Dietary correlates of an at-risk BMI among Inuit adults in the Canadian high arctic: cross-sectional international polar year Inuit health survey, 2007-2008
1 Centre for Indigenous Peoples’ Nutrition and Environment (CINE) and School of Dietetics and Human Nutrition, McGill University, 21,111 Lakeshore Rd, Ste-Anne-de-Bellevue, Quebec H9X 3 V9, Canada
2 Dalla Lana School of Public Health, University of Toronto, 155 College St., Health Sciences Bldg., Toronto, Canada, M5T 3M7
3 Norwegian Institute of Public Health and the Department of Public Health and Primary Health Care, University of Bergen, Kalfarveien 31, 5018 Bergen, Norway
Citation and License
Nutrition Journal 2012, 11:73 doi:10.1186/1475-2891-11-73Published: 18 September 2012
The study’s objective was to investigate the dietary correlates of an at-risk body mass index (BMI) among Inuit adults from thirty-six communities across the Canadian Arctic using data from the cross-sectional International Polar Year Inuit Health Survey, conducted in 2007–2008.
The survey included assessments of 24-hr dietary recall, sociodemographics, physical activity, and anthropometry. Dietary characteristics of overweight and obesity were similar and therefore combined into one at- risk BMI category (≥25 kg/m2) for analyses. The relationship between an at-risk BMI and energy intake from macronutrients, high sugar drinks, high-fat foods, saturated fatty acids, and traditional foods were examined entering each dietary variable separately into a logistic regression model as an independent variable. Analyses were adjusted for age, sex, region, kcalories, walking, smoking and alcohol consumption. Further multivariable models considered selected dietary variables together in one model.
An at-risk BMI was present for 64% with a prevalence of overweight and obesity of 28% and 36%, respectively. Consumption of high-sugar drinks (>15.5% E) was significantly related with having an at-risk BMI (OR = 1.6; 95% CI 1.2; 2.2), whereas the % E from total carbohydrate evaluated as a continuous variable and as quartiles was inversely related to an at-risk BMI (P -trend < 0.05) in multivariable analyses. While % E from high-fat foods was positively related to an at-risk BMI, the findings were not significant in a model controlling for high-sugar drinks and % E from carbohydrates.

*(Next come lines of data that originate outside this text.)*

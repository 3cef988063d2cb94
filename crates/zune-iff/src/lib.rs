/*
 * Copyright (c) 2023.
 *
 * This software is free software;
 *
 * You can redistribute it or modify it under terms of the MIT, Apache License or Zlib license
 */

//! An EA-IFF-85 picture decoder
//!
//! Decodes the raster variants found in Amiga era IFF files into RGB(A)
//! pixels
//!
//! | FORM   | Contents                                              |
//! |--------|-------------------------------------------------------|
//! | `ILBM` | Interleaved bitplanes, with HAM and Extra-Half-Brite  |
//! | `PBM ` | One palette index byte per pixel                      |
//! | `ACBM` | Contiguous bitplanes                                  |
//! | `RGBN` | 4 bits per channel true color planes                  |
//! | `RGB8` | 8 bits per channel true color planes                  |
//! | `DEEP` | Planar true color or component tagged chunky pixels   |
//! | `FAXX` | Bi-level fax pages, raw, Modified Huffman or READ     |
//! | `YUVN` | Separate luma and chroma planes                       |
//!
//! Metadata chunks (`ANNO`, `AUTH`, `EXIF`, `ICCP` ...) are kept verbatim
//! and exposed through [`IffMetadata`].
//!
//! # Features
//! - `no_std` by default with `alloc`
//! - `std`: implements `std::error::Error` for [`IffDecodeErrors`]
//! - `log`: forwards trace output to the `log` crate
//!
//! # Example
//! ```no_run
//! use zune_core::bytestream::ZCursor;
//! use zune_iff::IffDecoder;
//!
//! let data = std::fs::read("picture.iff").unwrap();
//! let mut decoder = IffDecoder::new(ZCursor::new(&data));
//!
//! decoder.decode().unwrap();
//! let pixels = decoder.pixels().unwrap();
//! ```
#![cfg_attr(not(feature = "std"), no_std)]
extern crate alloc;

pub use zune_core;

pub use crate::analyzer::{ColorMode, OutputFormat};
pub use crate::chunks::{ChunkHeader, ChunkKind, ChunkReader, PropertyStore};
pub use crate::constants::*;
pub use crate::decoder::{probe_iff, IffDecoder, IffImageInfo};
pub use crate::errors::{IffDecodeErrors, IffErrorKind};
pub use crate::headers::*;
pub use crate::metadata::*;

mod analyzer;
mod chunks;
mod constants;
mod decoder;
mod deep;
mod errors;
mod fax;
mod headers;
mod metadata;
mod pixels;
mod planar;
pub mod rle;
mod truecolor;
mod yuv;
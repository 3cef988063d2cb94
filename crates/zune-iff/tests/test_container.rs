/*
 * Copyright (c) 2023.
 *
 * This software is free software;
 *
 * You can redistribute it or modify it under terms of the MIT, Apache License or Zlib license
 */

use zune_core::bytestream::ZCursor;
use zune_core::options::DecoderOptions;
use zune_iff::{probe_iff, FormType, IffDecodeErrors, IffDecoder, IffErrorKind};

mod common;

use common::*;

fn small_ilbm(extra: &[Vec<u8>]) -> Vec<u8> {
    let mut chunks = vec![Bmhd::new(2, 1, 1).to_chunk(), cmap(&[[0, 0, 0], [255, 255, 255]])];
    chunks.extend_from_slice(extra);
    chunks.push(chunk(b"BODY", &plane_row(&[1, 0], 0)));

    form(b"ILBM", &chunks)
}

fn crng(low: u8, high: u8) -> Vec<u8> {
    let mut out = Vec::new();
    for v in [0_i16, 0x4000, 1] {
        out.extend_from_slice(&v.to_be_bytes());
    }
    out.extend_from_slice(&[low, high]);
    chunk(b"CRNG", &out)
}

#[test]
fn probe() {
    assert!(probe_iff(&small_ilbm(&[])));
    assert!(!probe_iff(b"FORM\0\0\0\x04WAVE"));
    assert!(!probe_iff(b"RIFF"));
}

#[test]
fn wrong_magic() {
    let mut decoder = IffDecoder::new(ZCursor::new(b"RIFF\0\0\0\x04WAVE"));

    let err = decoder.decode_headers().unwrap_err();
    assert!(matches!(err, IffDecodeErrors::WrongMagicBytes(id) if &id == b"RIFF"));
    assert_eq!(err.kind(), IffErrorKind::BadContainer);
    assert_eq!(err.kind().code(), -3);
}

#[test]
fn unknown_form_type() {
    let data = form(b"WAVE", &[chunk(b"fmt ", &[0; 4])]);
    let mut decoder = IffDecoder::new(ZCursor::new(&data));

    let err = decoder.decode_headers().unwrap_err();
    assert!(matches!(err, IffDecodeErrors::UnsupportedForm(id) if &id == b"WAVE"));
    assert_eq!(err.kind(), IffErrorKind::Unsupported);
}

#[test]
fn missing_body() {
    let data = form(b"ILBM", &[Bmhd::new(2, 1, 1).to_chunk()]);
    let mut decoder = IffDecoder::new(ZCursor::new(&data));

    assert!(matches!(
        decoder.decode_headers(),
        Err(IffDecodeErrors::StopChunkNotFound(id)) if &id == b"BODY"
    ));
}

#[test]
fn missing_bitmap_header() {
    let data = form(b"ILBM", &[chunk(b"BODY", &[0; 2])]);
    let mut decoder = IffDecoder::new(ZCursor::new(&data));

    assert!(matches!(
        decoder.decode_headers(),
        Err(IffDecodeErrors::MissingChunk(id)) if &id == b"BMHD"
    ));
}

#[test]
fn decode_without_headers_first() {
    let data = small_ilbm(&[]);
    let mut decoder = IffDecoder::new(ZCursor::new(&data));

    decoder.decode().unwrap();

    assert_eq!(decoder.form_type(), Some(FormType::ILBM));
    assert_eq!(decoder.dimensions(), Some((2, 1)));
    assert_eq!(decoder.pixels().unwrap(), &[255, 255, 255, 0, 0, 0]);

    // a second decode keeps the pixels
    decoder.decode().unwrap();
    assert_eq!(decoder.into_pixels().unwrap().len(), 6);
}

#[test]
fn metadata_keeps_every_instance_in_order() {
    let data = small_ilbm(&[
        chunk(b"ANNO", b"first"),
        chunk(b"TEXT", b"text"),
        crng(1, 5),
        chunk(b"ANNO", b"second"),
        chunk(b"AUTH", b"old author"),
        chunk(b"AUTH", b"new author"),
        crng(6, 9),
        chunk(b"GRAB", &[0, 3, 0, 4])
    ]);
    let mut decoder = IffDecoder::new(ZCursor::new(&data));
    decoder.decode_headers().unwrap();

    let metadata = decoder.metadata();

    assert_eq!(
        metadata.annotations(),
        vec![&b"first"[..], &b"second"[..]]
    );
    assert_eq!(metadata.annotation(), Some(&b"first"[..]));
    assert_eq!(metadata.texts(), vec![&b"text"[..]]);
    // single value chunks keep the last instance
    assert_eq!(metadata.author(), Some(&b"new author"[..]));

    let ranges = metadata.color_ranges();
    assert_eq!(ranges.len(), 2);
    assert_eq!((ranges[0].low, ranges[0].high), (1, 5));
    assert_eq!((ranges[1].low, ranges[1].high), (6, 9));
    assert!(ranges[0].is_active());

    let grab = metadata.grab().unwrap();
    assert_eq!((grab.x, grab.y), (3, 4));
    assert!(metadata.copyright().is_none());
}

#[test]
fn geotiff_origin_names_the_source_format() {
    let data = small_ilbm(&[
        chunk(b"GEOT", b"tags"),
        chunk(b"GEOF", b"TIFF"),
        chunk(b"GEOF", b"PNG ")
    ]);
    let mut decoder = IffDecoder::new(ZCursor::new(&data));
    decoder.decode_headers().unwrap();

    let metadata = decoder.metadata();

    assert_eq!(metadata.geotiff(), Some(&b"tags"[..]));
    assert_eq!(metadata.geotiff_origin(), Some(*b"TIFF"));
    assert_eq!(metadata.geotiff_origins(), &[*b"TIFF", *b"PNG "]);
}

#[test]
fn short_fixed_metadata() {
    let data = small_ilbm(&[chunk(b"GRAB", &[0, 3])]);

    let mut lenient = IffDecoder::new(ZCursor::new(&data));
    lenient.decode_headers().unwrap();
    assert!(lenient.metadata().grab().is_none());

    let options = DecoderOptions::default().set_strict_mode(true);
    let mut strict = IffDecoder::new_with_options(ZCursor::new(&data), options);
    assert!(matches!(
        strict.decode_headers(),
        Err(IffDecodeErrors::MalformedChunk(..))
    ));
}

#[test]
fn metadata_only_form() {
    let data = form(
        b"META",
        &[
            chunk(b"ANNO", b"notes"),
            chunk(b"EXIF", b"blob one"),
            chunk(b"EXIF", b"blob two")
        ]
    );
    let mut decoder = IffDecoder::new(ZCursor::new(&data));

    decoder.decode_headers().unwrap();
    assert_eq!(decoder.form_type(), Some(FormType::META));
    assert_eq!(decoder.dimensions(), None);
    assert_eq!(decoder.metadata().all_exif().len(), 2);
    assert_eq!(decoder.metadata().annotation(), Some(&b"notes"[..]));

    let err = decoder.decode().unwrap_err();
    assert_eq!(err.kind(), IffErrorKind::Unsupported);
}

#[test]
fn nested_groups_are_skipped() {
    let nested = form(b"ILBM", &[chunk(b"BODY", &[0xFF; 2])]);
    let data = small_ilbm(&[nested, chunk(b"JUNK", &[1, 2, 3])]);

    let mut decoder = IffDecoder::new(ZCursor::new(&data));
    decoder.decode().unwrap();

    assert_eq!(decoder.pixels().unwrap(), &[255, 255, 255, 0, 0, 0]);
}

#[test]
fn overlong_form_length() {
    let mut data = small_ilbm(&[]);
    // claim more bytes than exist
    data[4..8].copy_from_slice(&10_000_u32.to_be_bytes());

    let mut lenient = IffDecoder::new(ZCursor::new(&data));
    lenient.decode().unwrap();

    let options = DecoderOptions::default().set_strict_mode(true);
    let mut strict = IffDecoder::new_with_options(ZCursor::new(&data), options);
    assert!(matches!(
        strict.decode_headers(),
        Err(IffDecodeErrors::Truncated(..))
    ));
}

#[test]
fn dimension_limits() {
    let data = small_ilbm(&[]);
    let options = DecoderOptions::default().set_max_width(1);
    let mut decoder = IffDecoder::new_with_options(ZCursor::new(&data), options);

    assert!(matches!(
        decoder.decode_headers(),
        Err(IffDecodeErrors::LargeDimensions(1, 2))
    ));

    let zero = form(
        b"ILBM",
        &[
            Bmhd::new(0, 1, 1).to_chunk(),
            cmap(&[[0, 0, 0]]),
            chunk(b"BODY", &[])
        ]
    );
    let mut decoder = IffDecoder::new(ZCursor::new(&zero));
    assert!(matches!(
        decoder.decode_headers(),
        Err(IffDecodeErrors::ZeroDimensions)
    ));
}

#[test]
fn truncated_body() {
    let data = form(
        b"ILBM",
        &[
            Bmhd::new(2, 4, 1).to_chunk(),
            cmap(&[[0, 0, 0], [255, 255, 255]]),
            chunk(b"BODY", &[0; 4])
        ]
    );
    let mut decoder = IffDecoder::new(ZCursor::new(&data));

    assert!(matches!(
        decoder.decode(),
        Err(IffDecodeErrors::Truncated(..))
    ));
    assert!(decoder.pixels().is_none());
}
/*
 * Copyright (c) 2023.
 *
 * This software is free software;
 *
 * You can redistribute it or modify it under terms of the MIT, Apache License or Zlib license
 */

use core::fmt::{Debug, Display, Formatter};

use zune_core::bytestream::ZByteIoError;

use crate::constants::id_to_str;

/// Errors that can occur while decoding an IFF picture
pub enum IffDecodeErrors {
    /// The stream does not start with a `FORM` group
    ///
    /// The argument is the tag that was found instead
    WrongMagicBytes([u8; 4]),
    /// The `FORM` variant tag is not one we can decode
    UnsupportedForm([u8; 4]),
    /// A chunk the variant needs was not present
    MissingChunk([u8; 4]),
    /// A chunk was present but its contents are not valid
    ///
    /// # Arguments
    /// - chunk id
    /// - reason
    MalformedChunk([u8; 4], &'static str),
    /// Scanning reached the end of the container without meeting
    /// a registered stop chunk
    StopChunkNotFound([u8; 4]),
    /// The input ended before enough bytes were read
    ///
    /// # Arguments
    /// - number of bytes requested
    /// - number of bytes remaining in the stream
    Truncated(usize, usize),
    /// A ByteRun1 run would write past the end of the output row
    RleOverflow,
    /// The compression code is unknown or not decodable for this variant
    UnsupportedCompression(u8),
    /// The plane count does not fit the variant or display mode
    UnsupportedPlaneCount(u16),
    /// Dimensions exceed configured limits
    ///
    /// # Arguments
    /// - maximum allowed
    /// - value found
    LargeDimensions(usize, usize),
    /// Width or height is zero
    ZeroDimensions,
    /// An invalid Modified Huffman or Modified READ code was found
    ///
    /// Only raised in strict mode, otherwise the rest of the page is
    /// filled with white.
    ///
    /// The argument is the scanline the code was found on.
    FaxCode(usize),
    /// An allocation of the given size failed
    NoMemory(usize),
    /// The API was used out of order
    InvalidState(&'static str),
    Generic(&'static str),
    /// The underlying reader failed
    IoErrors(ZByteIoError)
}

/// The four broad classes an [`IffDecodeErrors`] falls into
#[derive(Copy, Clone, Debug, Eq, PartialEq)]
pub enum IffErrorKind {
    NoMemory,
    BadContainer,
    Unsupported,
    InvalidState
}

impl IffErrorKind {
    /// Numeric code used by the legacy C interface
    pub const fn code(self) -> i32 {
        match self {
            IffErrorKind::NoMemory => -2,
            IffErrorKind::BadContainer => -3,
            IffErrorKind::Unsupported => -4,
            IffErrorKind::InvalidState => -5
        }
    }
}

impl IffDecodeErrors {
    /// Return the broad class of this error
    pub const fn kind(&self) -> IffErrorKind {
        match self {
            IffDecodeErrors::NoMemory(_) => IffErrorKind::NoMemory,
            IffDecodeErrors::UnsupportedForm(_)
            | IffDecodeErrors::UnsupportedCompression(_)
            | IffDecodeErrors::UnsupportedPlaneCount(_)
            | IffDecodeErrors::LargeDimensions(..) => IffErrorKind::Unsupported,
            IffDecodeErrors::InvalidState(_) => IffErrorKind::InvalidState,
            IffDecodeErrors::WrongMagicBytes(_)
            | IffDecodeErrors::MissingChunk(_)
            | IffDecodeErrors::MalformedChunk(..)
            | IffDecodeErrors::StopChunkNotFound(_)
            | IffDecodeErrors::Truncated(..)
            | IffDecodeErrors::RleOverflow
            | IffDecodeErrors::ZeroDimensions
            | IffDecodeErrors::FaxCode(_)
            | IffDecodeErrors::Generic(_)
            | IffDecodeErrors::IoErrors(_) => IffErrorKind::BadContainer
        }
    }
}

impl Debug for IffDecodeErrors {
    fn fmt(&self, f: &mut Formatter<'_>) -> core::fmt::Result {
        match self {
            IffDecodeErrors::WrongMagicBytes(found) => {
                writeln!(
                    f,
                    "Expected FORM but found {:?}, not an IFF image",
                    id_to_str(found)
                )
            }
            IffDecodeErrors::UnsupportedForm(form) => {
                writeln!(f, "Unsupported FORM type {:?}", id_to_str(form))
            }
            IffDecodeErrors::MissingChunk(id) => {
                writeln!(f, "Required chunk {:?} not found", id_to_str(id))
            }
            IffDecodeErrors::MalformedChunk(id, reason) => {
                writeln!(f, "Malformed {:?} chunk: {reason}", id_to_str(id))
            }
            IffDecodeErrors::StopChunkNotFound(id) => {
                writeln!(
                    f,
                    "Reached end of container before {:?} chunk",
                    id_to_str(id)
                )
            }
            IffDecodeErrors::Truncated(wanted, remaining) => {
                writeln!(
                    f,
                    "Not enough bytes, requested {wanted} but only {remaining} remain"
                )
            }
            IffDecodeErrors::RleOverflow => {
                writeln!(f, "ByteRun1 run overflows the output buffer")
            }
            IffDecodeErrors::UnsupportedCompression(compression) => {
                writeln!(f, "Unsupported compression {compression}")
            }
            IffDecodeErrors::UnsupportedPlaneCount(planes) => {
                writeln!(f, "Unsupported number of bitplanes {planes}")
            }
            IffDecodeErrors::LargeDimensions(supported, found) => {
                writeln!(
                    f,
                    "Too large dimensions, supported {supported} but found {found}"
                )
            }
            IffDecodeErrors::ZeroDimensions => {
                writeln!(f, "Zero found where not expected")
            }
            IffDecodeErrors::FaxCode(line) => {
                writeln!(f, "Invalid fax code on scanline {line}")
            }
            IffDecodeErrors::NoMemory(size) => {
                writeln!(f, "Could not allocate {size} bytes")
            }
            IffDecodeErrors::InvalidState(reason) => {
                writeln!(f, "Invalid state: {reason}")
            }
            IffDecodeErrors::Generic(reason) => {
                writeln!(f, "{reason}")
            }
            IffDecodeErrors::IoErrors(err) => {
                writeln!(f, "{:?}", err)
            }
        }
    }
}

impl Display for IffDecodeErrors {
    fn fmt(&self, f: &mut Formatter<'_>) -> core::fmt::Result {
        writeln!(f, "{:?}", self)
    }
}

#[cfg(feature = "std")]
impl std::error::Error for IffDecodeErrors {}

impl From<&'static str> for IffDecodeErrors {
    fn from(r: &'static str) -> Self {
        Self::Generic(r)
    }
}

impl From<ZByteIoError> for IffDecodeErrors {
    fn from(value: ZByteIoError) -> Self {
        match value {
            // readers disagree on the argument order, the larger one is
            // always the request
            ZByteIoError::NotEnoughBytes(a, b) => Self::Truncated(a.max(b), a.min(b)),
            err => Self::IoErrors(err)
        }
    }
}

The prevalence of overweight and obesity is of public health concern among Inuit. The current findings highlight the obesogenic potential of high-sugar drink consumption in an ethnically distinct population undergoing rapid cultural changes and raises concerns regarding carbohydrate restricted diets. Health promotion programs aimed at preventing the development of an unhealthy body weight should focus on physical activity and the promotion of healthy diets with reduced intake of sugar drinks.